Studio Sessions



It's been a busy couple of months for Todd Hignite, and the fall's shaping up to be just as crazy. The eighth issue of Comic Art, the respected annual he and his wife Sara Rowe Hignite edit and publish from their south St. Louis home, hit the magazine racks in August. The journal's biggest issue yet is a thing of beauty, a full-color, 176-page love letter to the medium. It features cover art by longtime New Yorker contributor (and founding member of NYC avant-disco band Liquid Liquid) Richard McGuire and includes articles that tackle, among other topics, king-of-the-caricaturists Drew Friedman; the origins of "speech balloons" in comics and an ode to 1970s pulp artist Jim Starlin (written by the always insightful Douglas Wolk).

Last week Yale University Press published Hignite's first book. Titled In the Studio: Visits with Contemporary Cartoonists, it profiles nine of the most important comic artists working in the medium, including Chris Ware, Robert Crumb, Art Spiegelman, Jaime Hernandez, Daniel Clowes and Gary Panter. Hignite has lovingly compiled his favorite panels, drawings and ephemera from each artist, all of whom granted him access to their archives, and has organized the book so that each page is itself a work of art.

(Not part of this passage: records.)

// tokpeg. Token-stream PEG parsing
// Copyright (c) 2018 Dragoș Tiselice
//
// Licensed under the Apache License, Version 2.0
// <LICENSE-APACHE or http://www.apache.org/licenses/LICENSE-2.0> or the MIT
// license <LICENSE-MIT or http://opensource.org/licenses/MIT>, at your
// option. All files in the project carrying such notice may not be copied,
// modified, or distributed except according to those terms.

//! Mini-C, a small C-like language: integer and void types, structs, functions, `if`,
//! `while`, and the usual arithmetic and relational operators.
//!
//! ```c
//! struct point {
//!     int x;
//!     int y;
//! }
//!
//! int distance(int a, int b) {
//!     int d = a - b;
//!     if (d < 0) d = 0 - d;
//!     return d;
//! }
//! ```
//!
//! Comments and `#` directives are not tokens: they are attached as trivia to the token that
//! follows them.

mod grammar;
mod lexer;

pub use self::grammar::{build, grammar};
pub use self::lexer::MiniCLexer;

/// Keyword token types.
pub mod keywords {
    use tokpeg::TokenType;

    pub const STRUCT: TokenType = TokenType::new("STRUCT", "struct");
    pub const INT: TokenType = TokenType::new("INT", "int");
    pub const VOID: TokenType = TokenType::new("VOID", "void");
    pub const RETURN: TokenType = TokenType::new("RETURN", "return");
    pub const IF: TokenType = TokenType::new("IF", "if");
    pub const ELSE: TokenType = TokenType::new("ELSE", "else");
    pub const WHILE: TokenType = TokenType::new("WHILE", "while");
    pub const CONTINUE: TokenType = TokenType::new("CONTINUE", "continue");
    pub const BREAK: TokenType = TokenType::new("BREAK", "break");
}

/// Punctuator token types.
pub mod punctuators {
    use tokpeg::TokenType;

    pub const PAREN_L: TokenType = TokenType::new("PAREN_L", "(");
    pub const PAREN_R: TokenType = TokenType::new("PAREN_R", ")");
    pub const BRACE_L: TokenType = TokenType::new("BRACE_L", "{");
    pub const BRACE_R: TokenType = TokenType::new("BRACE_R", "}");
    pub const EQ: TokenType = TokenType::new("EQ", "=");
    pub const COMMA: TokenType = TokenType::new("COMMA", ",");
    pub const SEMICOLON: TokenType = TokenType::new("SEMICOLON", ";");
    pub const ADD: TokenType = TokenType::new("ADD", "+");
    pub const SUB: TokenType = TokenType::new("SUB", "-");
    pub const MUL: TokenType = TokenType::new("MUL", "*");
    pub const DIV: TokenType = TokenType::new("DIV", "/");
    pub const EQEQ: TokenType = TokenType::new("EQEQ", "==");
    pub const NE: TokenType = TokenType::new("NE", "!=");
    pub const LT: TokenType = TokenType::new("LT", "<");
    pub const LTE: TokenType = TokenType::new("LTE", "<=");
    pub const GT: TokenType = TokenType::new("GT", ">");
    pub const GTE: TokenType = TokenType::new("GTE", ">=");
    pub const INC: TokenType = TokenType::new("INC", "++");
    pub const DEC: TokenType = TokenType::new("DEC", "--");
}

/// Integer literals.
pub const INTEGER: tokpeg::TokenType = tokpeg::TokenType::new("INTEGER", "INTEGER");

/// Tokens of a `#` directive, kept in trivia.
pub const PREPROCESSOR: tokpeg::TokenType = tokpeg::TokenType::new("PREPROCESSOR", "#");
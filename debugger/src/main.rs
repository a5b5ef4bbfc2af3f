// tokpeg. Token-stream PEG parsing
// Copyright (c) 2018-2022 Dragoș Tiselice, Tomas Tauber
//
// Licensed under the Apache License, Version 2.0
// <LICENSE-APACHE or http://www.apache.org/licenses/LICENSE-2.0> or the MIT
// license <LICENSE-MIT or http://opensource.org/licenses/MIT>, at your
// option. All files in the project carrying such notice may not be copied,
// modified, or distributed except according to those terms.

use std::sync::mpsc::{self, Receiver};
use std::thread;

use rustyline::error::ReadlineError;
use rustyline::Editor;

use tokpeg_debugger::{DebuggerContext, DebuggerError, DebuggerEvent};

const VERSION: &str = env!("CARGO_PKG_VERSION");

#[derive(Default)]
struct Cli {
    context: DebuggerContext,
}

impl Cli {
    fn grammar(&mut self, name: &str) -> Result<(), DebuggerError> {
        self.context.load_grammar(name)
    }

    fn input(&mut self, path: &str) -> Result<(), DebuggerError> {
        self.context.load_input(path)
    }

    fn breakpoint(&mut self, rule: &str) {
        self.context.add_breakpoint(rule.to_owned());
    }

    fn run(&mut self, rule: &str) -> Result<(), DebuggerError> {
        let (sender, receiver) = mpsc::sync_channel(1);
        self.context.run(rule, sender)?;

        Cli::print_events(receiver, self.position_printer());

        Ok(())
    }

    // Positions are resolved up front, the printing thread has no access to the context.
    fn position_printer(&self) -> impl Fn(usize) -> String {
        let positions: Vec<_> = self
            .context
            .tokens()
            .unwrap_or_default()
            .iter()
            .map(|token| {
                format!(
                    "line {}, column {}: <{} [{}]>",
                    token.line(),
                    token.column(),
                    token.value(),
                    token.ty()
                )
            })
            .collect();

        move |index| {
            positions
                .get(index)
                .cloned()
                .unwrap_or_else(|| format!("token {}", index))
        }
    }

    fn print_events<F>(receiver: Receiver<DebuggerEvent>, position: F)
    where
        F: Fn(usize) -> String + Send + 'static,
    {
        thread::spawn(move || {
            while let Ok(event) = receiver.recv() {
                match event {
                    DebuggerEvent::Breakpoint(rule, index) => {
                        println!("parsing {} at {}", rule, position(index));
                    }
                    DebuggerEvent::Eof => println!("end-of-input reached"),
                    DebuggerEvent::Error(error) => println!("{}", error),
                }
            }
        });
    }

    fn cont(&self) -> Result<(), DebuggerError> {
        self.context.cont()
    }

    fn list(&self) {
        println!(
            "Breakpoints: {}",
            self.context.list_breakpoints().join(", ")
        );
    }

    fn help() {
        println!(
            "\n\
             Use the following commands:\n\
             g <grammar> - load a grammar by name ({})\n\
             i <input>   - load input file\n\
             ba          - add breakpoints at all rules\n\
             b <rule>    - breakpoint at rule\n\
             d <rule>    - delete breakpoint at rule\n\
             da          - delete all breakpoints\n\
             r <rule>    - run rule\n\
             c           - continue\n\
             l           - list breakpoints\n\
             h           - help\n\
             ",
            tokpeg_grammars::LANGUAGES.join(", ")
        );
    }

    fn unrecognized(command: &str) {
        println!("Unrecognized command: {}; use h for help", command);
    }

    fn execute_command(&mut self, command: &str) -> Result<(), DebuggerError> {
        let verb = command.split_whitespace().next().unwrap_or("");
        let argument = command[verb.len()..].trim();

        match (verb, argument) {
            ("", _) => (),
            ("g", name) if !name.is_empty() => self.grammar(name)?,
            ("i", path) if !path.is_empty() => self.input(path)?,
            ("ba", "") => self.context.add_all_rules_breakpoints()?,
            ("b", rule) if !rule.is_empty() => self.breakpoint(rule),
            ("d", rule) if !rule.is_empty() => self.context.delete_breakpoint(rule),
            ("da", "") => self.context.delete_all_breakpoints(),
            ("r", rule) if !rule.is_empty() => self.run(rule)?,
            ("c", "") => self.cont()?,
            ("l", "") => self.list(),
            ("h", "") => Cli::help(),
            _ => Cli::unrecognized(command),
        };

        Ok(())
    }
}

fn main() -> rustyline::Result<()> {
    let mut rl = Editor::<()>::new()?;
    let mut cli = Cli::default();

    println!("tokpeg_debugger v{}\n", VERSION);

    loop {
        match rl.readline("> ") {
            Ok(line) => {
                rl.add_history_entry(line.as_str());
                if let Err(err) = cli.execute_command(line.trim()) {
                    println!("Error: {}", err);
                }
            }
            Err(ReadlineError::Interrupted) | Err(ReadlineError::Eof) => {
                break;
            }
            Err(err) => {
                println!("Error: {:?}", err);
                break;
            }
        }
    }

    Ok(())
}
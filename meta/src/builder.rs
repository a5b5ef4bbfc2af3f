// tokpeg. Token-stream PEG parsing
// Copyright (c) 2018 Dragoș Tiselice
//
// Licensed under the Apache License, Version 2.0
// <LICENSE-APACHE or http://www.apache.org/licenses/LICENSE-2.0> or the MIT
// license <LICENSE-MIT or http://opensource.org/licenses/MIT>, at your
// option. All files in the project carrying such notice may not be copied,
// modified, or distributed except according to those terms.

use std::collections::HashMap;

use tokpeg::AstSkip;

use crate::ast::{Expr, RuleId};
use crate::error::GrammarError;
use crate::functions;
use crate::grammar::Grammar;
use crate::validator;

/// Lifecycle of a rule definition.
#[derive(Clone, Copy, Debug, Eq, PartialEq)]
pub enum RuleState {
    /// Declared, possibly referenced, but without a definition.
    Undefined,
    /// Defined once with `is`, possibly extended with `or`.
    Defined,
    /// Replaced with `override_definition` or `mock`; `is` is refused from now on.
    Overridden,
}

#[derive(Clone, Debug)]
pub(crate) struct RuleSlot {
    pub(crate) name: String,
    pub(crate) state: RuleState,
    pub(crate) definition: Option<Expr>,
    pub(crate) skip: AstSkip,
}

/// Collects rule definitions and builds them into a [`Grammar`].
///
/// Rules are declared by name first, so that they can reference each other in any order:
///
/// ```
/// # use tokpeg::generic::{EOF, IDENTIFIER};
/// # use tokpeg_meta::{and, o2n, GrammarBuilder};
/// let mut g = GrammarBuilder::new();
/// let list = g.rule("list");
/// let item = g.rule("item");
///
/// g.define(list).is(and!(item, o2n!(",", item), EOF)).unwrap();
/// g.define(item).is(IDENTIFIER).unwrap();
/// g.set_root(list);
///
/// let grammar = g.build().unwrap();
/// assert_eq!(grammar.ebnf(list), "list := item (, item)* EOF");
/// ```
#[derive(Clone, Debug, Default)]
pub struct GrammarBuilder {
    rules: Vec<RuleSlot>,
    names: HashMap<String, RuleId>,
    root: Option<RuleId>,
}

impl GrammarBuilder {
    pub fn new() -> GrammarBuilder {
        GrammarBuilder::default()
    }

    /// Returns the rule called `name`, declaring it if needed.
    pub fn rule(&mut self, name: &str) -> RuleId {
        if let Some(&id) = self.names.get(name) {
            return id;
        }

        let id = RuleId(self.rules.len());
        self.rules.push(RuleSlot {
            name: name.to_owned(),
            state: RuleState::Undefined,
            definition: None,
            skip: AstSkip::Never,
        });
        self.names.insert(name.to_owned(), id);

        id
    }

    /// Starts (re)defining `rule`.
    ///
    /// Rule ids are plain indices in declaration order. An id obtained from another builder
    /// designates the rule declared at the same position in this one.
    ///
    /// # Panics
    ///
    /// Panics if no rule of this builder has the index of `rule`.
    pub fn define(&mut self, rule: RuleId) -> RuleDefinition<'_> {
        assert!(rule.0 < self.rules.len(), "unknown rule {:?}", rule);

        RuleDefinition { builder: self, rule }
    }

    pub fn set_root(&mut self, rule: RuleId) -> &mut GrammarBuilder {
        self.root = Some(rule);
        self
    }

    pub fn name(&self, rule: RuleId) -> &str {
        &self.rules[rule.0].name
    }

    pub fn state(&self, rule: RuleId) -> RuleState {
        self.rules[rule.0].state
    }

    pub fn skip(&self, rule: RuleId) -> AstSkip {
        self.rules[rule.0].skip
    }

    pub fn rule_id(&self, name: &str) -> Option<RuleId> {
        self.names.get(name).copied()
    }

    /// EBNF form of `rule` as currently defined; see [`Grammar::ebnf`].
    pub fn ebnf(&self, rule: RuleId) -> String {
        Grammar::compile(&self.rules, rule).ebnf(rule)
    }

    /// Current definition of `rule` in combinator syntax; see [`Grammar::matcher_tree`].
    pub fn matcher_tree(&self, rule: RuleId) -> String {
        Grammar::compile(&self.rules, rule).matcher_tree(rule)
    }

    /// Validates the definitions and compiles them.
    ///
    /// All problems found are reported at once.
    pub fn build(self) -> Result<Grammar, Vec<GrammarError>> {
        let root = match self.root {
            Some(root) => root,
            None => return Err(vec![GrammarError::MissingRoot]),
        };

        let errors = validator::validate_rules(&self.rules, root);
        if !errors.is_empty() {
            return Err(errors);
        }

        let grammar = Grammar::compile(&self.rules, root);
        log::debug!(
            "built grammar with {} rules and {} matchers, root '{}'",
            self.rules.len(),
            grammar.matcher_count(),
            self.rules[root.0].name
        );

        Ok(grammar)
    }
}

/// Definition in progress of one rule, obtained from [`GrammarBuilder::define`].
///
/// Every call returns the definition again so that calls can be chained with `?`.
#[derive(Debug)]
pub struct RuleDefinition<'g> {
    builder: &'g mut GrammarBuilder,
    rule: RuleId,
}

impl<'g> RuleDefinition<'g> {
    fn slot(&mut self) -> &mut RuleSlot {
        &mut self.builder.rules[self.rule.0]
    }

    fn name(&self) -> String {
        self.builder.rules[self.rule.0].name.clone()
    }

    #[inline]
    pub fn id(&self) -> RuleId {
        self.rule
    }

    /// Gives the rule its definition. Fails if the rule already has one.
    pub fn is(mut self, expr: impl Into<Expr>) -> Result<RuleDefinition<'g>, GrammarError> {
        let expr = expr.into();

        if self.slot().state != RuleState::Undefined {
            return Err(GrammarError::AlreadyDefined(self.name()));
        }
        if expr.is_empty_combinator() {
            return Err(GrammarError::EmptyDefinition(self.name()));
        }

        log::trace!("defining rule '{}'", self.name());
        let slot = self.slot();
        slot.definition = Some(expr);
        slot.state = RuleState::Defined;

        Ok(self)
    }

    /// Same as `is(or(alternatives))`.
    pub fn is_or<I, E>(self, alternatives: I) -> Result<RuleDefinition<'g>, GrammarError>
    where
        I: IntoIterator<Item = E>,
        E: Into<Expr>,
    {
        self.is(functions::or(alternatives))
    }

    /// Adds an alternative after the current definition: `a` becomes `(a | expr)`.
    pub fn or(mut self, expr: impl Into<Expr>) -> Result<RuleDefinition<'g>, GrammarError> {
        let expr = expr.into();

        if expr.is_empty_combinator() {
            return Err(GrammarError::EmptyDefinition(self.name()));
        }

        let name = self.name();
        let slot = self.slot();
        match slot.definition.take() {
            Some(previous) => {
                slot.definition = Some(Expr::Choice(vec![previous, expr]));
                Ok(self)
            }
            None => Err(GrammarError::AlternativeBeforeDefinition(name)),
        }
    }

    /// Replaces the definition, whatever the current state.
    pub fn override_definition(
        mut self,
        expr: impl Into<Expr>,
    ) -> Result<RuleDefinition<'g>, GrammarError> {
        let expr = expr.into();

        if expr.is_empty_combinator() {
            return Err(GrammarError::EmptyDefinition(self.name()));
        }

        log::trace!("overriding rule '{}'", self.name());
        let slot = self.slot();
        slot.definition = Some(expr);
        slot.state = RuleState::Overridden;

        Ok(self)
    }

    /// Replaces the definition by a choice between the rule name and its upper-case form,
    /// so that the rule can be tested in isolation.
    pub fn mock(mut self) -> RuleDefinition<'g> {
        let name = self.name();
        let slot = self.slot();
        slot.definition = Some(functions::or([name.clone(), name.to_uppercase()]));
        slot.state = RuleState::Overridden;

        self
    }

    /// The rule's node is replaced by its children in the syntax tree.
    pub fn skip(mut self) -> RuleDefinition<'g> {
        self.slot().skip = AstSkip::Always;
        self
    }

    /// The rule's node is replaced by its only child when it has exactly one.
    pub fn skip_if_one_child(mut self) -> RuleDefinition<'g> {
        self.slot().skip = AstSkip::IfOneChild;
        self
    }
}

#[cfg(test)]
mod tests {
    use pretty_assertions::assert_eq;
    use tokpeg::generic::IDENTIFIER;

    use super::*;
    use crate::{and, opt, or};

    #[test]
    fn foreign_ids_are_positional() {
        let mut other = GrammarBuilder::new();
        let first = other.rule("first");

        let mut g = GrammarBuilder::new();
        let a = g.rule("a");
        g.define(first).is("x").unwrap();

        assert_eq!(g.state(a), RuleState::Defined);
        assert_eq!(g.ebnf(a), "a := x");
    }

    #[test]
    #[should_panic(expected = "unknown rule")]
    fn foreign_id_out_of_range() {
        let mut other = GrammarBuilder::new();
        other.rule("first");
        let second = other.rule("second");

        let mut g = GrammarBuilder::new();
        g.rule("a");
        let _ = g.define(second);
    }

    #[test]
    fn rule_is_declared_once() {
        let mut g = GrammarBuilder::new();
        let a = g.rule("a");

        assert_eq!(g.rule("a"), a);
        assert_ne!(g.rule("b"), a);
        assert_eq!(g.state(a), RuleState::Undefined);
    }

    #[test]
    fn empty_is() {
        let mut g = GrammarBuilder::new();
        let rule = g.rule("MyRule");

        assert_eq!(
            g.define(rule).is(and!()).unwrap_err().to_string(),
            "The rule 'MyRule' should at least contains one matcher."
        );
        assert_eq!(
            g.define(rule).is_or(Vec::<Expr>::new()).unwrap_err(),
            GrammarError::EmptyDefinition("MyRule".to_owned())
        );
        assert_eq!(g.state(rule), RuleState::Undefined);
    }

    #[test]
    fn more_than_one_definition() {
        let mut g = GrammarBuilder::new();
        let rule = g.rule("MyRule");

        g.define(rule).is("option1").unwrap();

        assert_eq!(
            g.define(rule).is("option2").unwrap_err().to_string(),
            "The rule 'MyRule' has already been defined somewhere in the grammar."
        );
        assert_eq!(g.matcher_tree(rule), "MyRule.is(\"option1\")");
    }

    #[test]
    fn override_definition() {
        let mut g = GrammarBuilder::new();
        let rule = g.rule("MyRule");

        g.define(rule).is("option1").unwrap();
        assert_eq!(g.matcher_tree(rule), "MyRule.is(\"option1\")");

        g.define(rule).override_definition("option2").unwrap();
        assert_eq!(g.matcher_tree(rule), "MyRule.is(\"option2\")");
        assert_eq!(g.state(rule), RuleState::Overridden);

        assert_eq!(
            g.define(rule).is("option3").unwrap_err(),
            GrammarError::AlreadyDefined("MyRule".to_owned())
        );
    }

    #[test]
    fn override_undefined_rule() {
        let mut g = GrammarBuilder::new();
        let rule = g.rule("MyRule");

        g.define(rule).override_definition("option1").unwrap();

        assert_eq!(g.matcher_tree(rule), "MyRule.is(\"option1\")");
    }

    #[test]
    fn mock() {
        let mut g = GrammarBuilder::new();
        let rule = g.rule("foo");

        g.define(rule).mock();

        assert_eq!(g.matcher_tree(rule), "foo.is(or(\"foo\", \"FOO\"))");
        assert_eq!(
            g.define(rule).is("bar").unwrap_err().to_string(),
            "The rule 'foo' has already been defined somewhere in the grammar."
        );
    }

    #[test]
    fn or_nests_previous_definition() {
        let mut g = GrammarBuilder::new();
        let rule = g.rule("MyRule");

        g.define(rule)
            .is("option1")
            .and_then(|d| d.or("option2"))
            .and_then(|d| d.or(and!("option3", "option4")))
            .unwrap();

        assert_eq!(
            g.ebnf(rule),
            "MyRule := ((option1 | option2) | option3 option4)"
        );
    }

    #[test]
    fn or_before_is() {
        let mut g = GrammarBuilder::new();
        let rule = g.rule("MyRule");

        assert_eq!(
            g.define(rule).or("option1").unwrap_err(),
            GrammarError::AlternativeBeforeDefinition("MyRule".to_owned())
        );
    }

    #[test]
    fn is_or() {
        let mut g = GrammarBuilder::new();
        let rule = g.rule("MyRule");

        g.define(rule).is_or(["a", "b"]).unwrap();

        assert_eq!(g.ebnf(rule), "MyRule := (a | b)");
    }

    #[test]
    fn skip_policies() {
        let mut g = GrammarBuilder::new();
        let a = g.rule("a");
        let b = g.rule("b");

        g.define(a).is(opt!(IDENTIFIER)).unwrap().skip();
        g.define(b).is(or!(a, "x")).unwrap().skip_if_one_child();

        assert_eq!(g.skip(a), AstSkip::Always);
        assert_eq!(g.skip(b), AstSkip::IfOneChild);
    }

    #[test]
    fn build_without_root() {
        let mut g = GrammarBuilder::new();
        let a = g.rule("a");
        g.define(a).is("a").unwrap();

        assert_eq!(g.build().unwrap_err(), vec![GrammarError::MissingRoot]);
    }
}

Hignite and Panter will be signing copies of In the Studio at Star Clipper (6392 Delmar Boulevard, University City; 314-725-9110) on Saturday, October 14. (Don't worry, you'll be hearing more about Panter's whirlwind St. Louis weekend.)

Come winter, the Hignites will journey to rural France, where they'll work with Crumb and his wife Aline Kominsky-Crumb on an upcoming Crumb show at the Yerba Buena Center for the Arts in San Francisco. Then it's back to St. Louis to continue work on issue nine of Comic Art.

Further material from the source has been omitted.